**Exercise requirements**
Collect every line below that contains the word "first".
(Data supplied begins)
//! Solr lookups behind the missing-TIPLOC report.

use crate::models::{display_value, Row};
use crate::solr::{clean_doc, QueryParams, Result, SolrClient};

/// Placeholder headcode for TIPLOCs with no scheduled service found
pub const NO_TRANSPORT: &str = "____";

/// Paths consulted per TIPLOC when looking for a headcode
const PATH_SAMPLE: usize = 4;

/// Codes per `OR` query, kept well below Solr's boolean clause limit
const CODES_PER_QUERY: usize = 256;

fn field_text(doc: &Row, field: &str) -> Option<String> {
    doc.get(field)
        .map(display_value)
        .filter(|text| !text.is_empty())
}

fn any_of(field: &str, values: &[String]) -> String {
    values
        .iter()
        .map(|v| format!("{}:{}", field, v))
        .collect::<Vec<_>>()
        .join(" OR ")
}

/// Headcode of a service calling at `tiploc`, or [`NO_TRANSPORT`].
///
/// The first few path UUIDs for the TIPLOC are looked up in the schedule
/// collection and the first headcode found wins.
pub async fn transport_for(
    client: &SolrClient,
    path: &str,
    schedule: &str,
    tiploc: &str,
) -> Result<String> {
    let params = QueryParams::new(&format!("TIPLOC:{}", tiploc)).fl("UUID");
    let uuids: Vec<String> = client
        .get_query(path, params, None)
        .await?
        .iter()
        .filter_map(|doc| field_text(doc, "UUID"))
        .take(PATH_SAMPLE)
        .collect();
    if uuids.is_empty() {
        return Ok(NO_TRANSPORT.to_string());
    }

    let params = QueryParams::new(&any_of("UUID", &uuids)).fl("Headcode");
    let headcode = client
        .get_query(schedule, params, Some(PATH_SAMPLE))
        .await?
        .iter()
        .find_map(|doc| field_text(doc, "Headcode"));
    Ok(headcode.unwrap_or_else(|| NO_TRANSPORT.to_string()))
}

/// Reference documents for `tiploc_codes`, without `_version_`
pub async fn fetch_reference_docs(
    client: &SolrClient,
    reference: &str,
    tiploc_codes: &[String],
) -> Result<Vec<Row>> {
    let mut docs = Vec::new();
    for chunk in tiploc_codes.chunks(CODES_PER_QUERY) {
        let params = QueryParams::new(&any_of("TIPLOC", chunk));
        docs.extend(
            client
                .get_query(reference, params, None)
                .await?
                .into_iter()
                .map(clean_doc),
        );
    }
    Ok(docs)
}

/// Name field of reference documents as `(TIPLOC, name)` pairs
pub fn reference_names(docs: &[Row], field: &str) -> Vec<(String, String)> {
    docs.iter()
        .filter_map(|doc| Some((field_text(doc, "TIPLOC")?, field_text(doc, field)?)))
        .collect()
}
(Data supplied ends)
**Exercise output**
/// The first few path UUIDs for the TIPLOC are looked up in the schedule
/// collection and the first headcode found wins.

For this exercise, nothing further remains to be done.